1. Terceira e última história enviada pelo nosso camarada Augusto Silva Santos (ex-Fur Mil da CCAÇ 3306/BCAÇ 3833, Pelundo, Có e Jolmete, 1971/73), em mensagem no dia 30 de Junho de 2012.


ESTÓRIAS DOS FIDALGOS DE JOL (3)

A COBRA CUSPIDEIRA

Embora o maioria do pessoal da minha Companhia fosse constituída por Soldados do norte do país, nomeadamente de Trás-os-Montes, portanto por pessoas habituadas a trabalhar no campo e a lidar com os mais variados animais, ou seja, sem qualquer medo de bichos, sempre havia um outro que, pelos mais diversos motivos, não podia ouvir falar em cobras.

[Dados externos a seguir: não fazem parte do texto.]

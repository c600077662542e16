pub mod logging;

pub use logging::logging_middleware;
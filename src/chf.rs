//! The `.chf` container format and its serializer.
//!
//! A container is a fixed-layout file header followed by one record per
//! packet. All multi-byte integers are little-endian, and both the header
//! and every packet record are zero-padded to a multiple of 16 bytes, so a
//! loader can walk the records without re-parsing variable offsets.
//!
//! ```text
//! header:
//!   magic             16 bytes   "CHANNEL F       "
//!   header length      4 bytes   33 + title length, rounded up to 16
//!   version minor      1 byte
//!   version major      1 byte
//!   hardware type      2 bytes
//!   reserved           8 bytes   zero
//!   title length       1 byte    encoded length minus one
//!   title         1..=256 bytes  UTF-8
//!   padding        0..=15 bytes  zero
//!
//! packet record (one per packet, in map order):
//!   magic              4 bytes   "CHIP"
//!   record length      4 bytes   16 + data length, rounded up to 16
//!   chip type          2 bytes
//!   bank number        2 bytes
//!   load address       2 bytes
//!   data length        2 bytes   the possibly-clipped image size
//!   data        0..=63488 bytes  only for data-bearing chip types
//!   padding        0..=15 bytes  zero
//! ```
//!
//! Dataless records are exactly 16 bytes: their data length field still
//! reports the size of the reservation, but no data or padding follows and
//! the record length field says so.
//!
//! There is no deserializer; this tool only ever writes containers.

use std::fmt;
use std::io;

use crate::map::Packet;

/// The file header magic.
pub const MAGIC: &[u8; 16] = b"CHANNEL F       ";

/// The packet record magic.
pub const PACKET_MAGIC: &[u8; 4] = b"CHIP";

/// The container format version written by this crate, as `(major, minor)`.
pub const FORMAT_VERSION: (u8, u8) = (1, 0);

/// A complete container, ready to serialize.
///
/// Assembled once per conversion run and never mutated afterwards.
#[derive(Debug)]
pub struct Chf<'img> {
  hardware_type: u16,
  version: (u8, u8),
  title: String,
  extra: Option<String>,
  packets: Vec<Packet<'img>>,
}

/// An error produced while assembling a container.
#[derive(Clone, PartialEq, Eq, Debug)]
pub enum Error {
  /// Indicates that a title's UTF-8 encoding does not fit the one-byte
  /// length-minus-one field: it is empty, or longer than 256 bytes.
  BadTitleLength(usize),
}

impl fmt::Display for Error {
  fn fmt(&self, f: &mut fmt::Formatter) -> fmt::Result {
    match self {
      Error::BadTitleLength(len) => write!(
        f,
        "title must encode to between 1 and 256 bytes of UTF-8, not {}",
        len
      ),
    }
  }
}

impl<'img> Chf<'img> {
  /// Assembles a container from a materialized memory map.
  ///
  /// The title is rejected, not truncated, if its UTF-8 encoding is empty or
  /// exceeds 256 bytes; multi-byte characters count by their encoded length.
  pub fn new(
    hardware_type: u16,
    title: String,
    packets: Vec<Packet<'img>>,
  ) -> Result<Self, Error> {
    if title.is_empty() || title.len() > 256 {
      return Err(Error::BadTitleLength(title.len()));
    }
    Ok(Chf {
      hardware_type,
      version: FORMAT_VERSION,
      title,
      extra: None,
      packets,
    })
  }

  /// Returns the hardware type id this container declares.
  pub fn hardware_type(&self) -> u16 {
    self.hardware_type
  }

  /// Returns the format version this container declares, as
  /// `(major, minor)`.
  pub fn version(&self) -> (u8, u8) {
    self.version
  }

  /// Returns the game title.
  pub fn title(&self) -> &str {
    &self.title
  }

  /// Returns the extra string, a field the format reserves but does not yet
  /// define a use for.
  pub fn extra(&self) -> Option<&str> {
    self.extra.as_deref()
  }

  /// Returns the container's packets, in map order.
  pub fn packets(&self) -> &[Packet<'img>] {
    &self.packets
  }

  /// Serializes this container to `w`.
  ///
  /// The layout computation itself cannot fail; any error is a write error
  /// from `w`, and the bytes written before it are not unwound. Callers that
  /// need atomicity must write to a temporary location and rename.
  pub fn write_to(&self, mut w: impl io::Write) -> io::Result<()> {
    let header_len = align16(33 + self.title.len());
    w.write_all(MAGIC)?;
    w.write_all(&(header_len as u32).to_le_bytes())?;
    w.write_all(&[self.version.1, self.version.0])?;
    w.write_all(&self.hardware_type.to_le_bytes())?;
    w.write_all(&[0; 8])?;
    w.write_all(&[(self.title.len() - 1) as u8])?;
    w.write_all(self.title.as_bytes())?;
    write_padding(&mut w, header_len - 33 - self.title.len())?;

    for packet in &self.packets {
      let data = packet.data.unwrap_or(&[]);
      let record_len = align16(16 + data.len());
      w.write_all(PACKET_MAGIC)?;
      w.write_all(&(record_len as u32).to_le_bytes())?;
      w.write_all(&packet.chip_type.id().to_le_bytes())?;
      w.write_all(&packet.bank_number.to_le_bytes())?;
      w.write_all(&packet.load_address.to_le_bytes())?;
      w.write_all(&packet.image_size.to_le_bytes())?;
      w.write_all(data)?;
      write_padding(&mut w, record_len - 16 - data.len())?;
    }

    Ok(())
  }
}

/// Rounds `n` up to the next multiple of 16.
fn align16(n: usize) -> usize {
  (n + 15) & !15
}

fn write_padding(w: &mut impl io::Write, len: usize) -> io::Result<()> {
  const ZEROES: [u8; 16] = [0; 16];
  w.write_all(&ZEROES[..len])
}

Foi uma dessas situações que levou a que se inventasse que já se havia visto perto do quartel cobras cuspideiras, bicho terrível que poderia cegar uma pessoa, ao cuspir o seu veneno para os olhos. Era uma realidade, no entanto ainda hoje desconheço se existem ou não cobras cuspideiras na Guiné, não tendo isto na altura passado de uma mera invenção para assustar um dos Soldados, que tinha um terrível pavor que tal lhe viesse a acontecer.

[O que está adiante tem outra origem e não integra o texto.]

//! BIN2CHF, a converter from raw Channel F ROM images to .chf containers.
//!
//! A raw `.bin` image is just a flat blob; the `.chf` container describes how
//! that blob maps onto the memory-mapped hardware of a Channel F cartridge.
//! Conversion runs in three stages:
//!
//! 1. [`map::build`] turns a hardware profile (and, for the flashcart
//!    profile, user-supplied override ranges) into a validated set of
//!    non-overlapping memory packets.
//! 2. [`map::materialize`] binds those packets to the bytes of the input
//!    image, clipping or dropping packets the image is too short to fill.
//! 3. [`chf::Chf::write_to`] serializes the finished container into the
//!    padded, versioned on-disk format.
//!
//! [`map::build`]: map/fn.build.html
//! [`map::materialize`]: map/fn.materialize.html
//! [`chf::Chf::write_to`]: chf/struct.Chf.html#method.write_to

#![deny(missing_docs)]
#![deny(unused)]
#![deny(warnings)]
#![deny(unsafe_code)]

pub mod chf;
pub mod chip;
pub mod cli;
pub mod hardware;
pub mod map;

Mal ouvia o rastejar de um rato ou de um lagarto em cima da chapa que cobria o abrigo, aí estava ele em alerta total. Lembro-me que a esses lagartos chamávamos de “paga dez”, por estarem sempre a fazer o que pareciam flexões. Para em definitivo (ou não) se tentar acabar com aquela fobia, alguém um dia se colocou no lado de fora numa das vigias do abrigo imitando o rastejar e o silvo de uma cobra, para atrair o coitado do Soldado, que estava na sua hora de descanso.
Para completar a situação, outro entrou no abrigo a gritar que lá fora estava uma enorme cobra. Tendo aquele espreitado pela vigia para ver se via algo, é-lhe despejado um valente bocheco de água nos olhos.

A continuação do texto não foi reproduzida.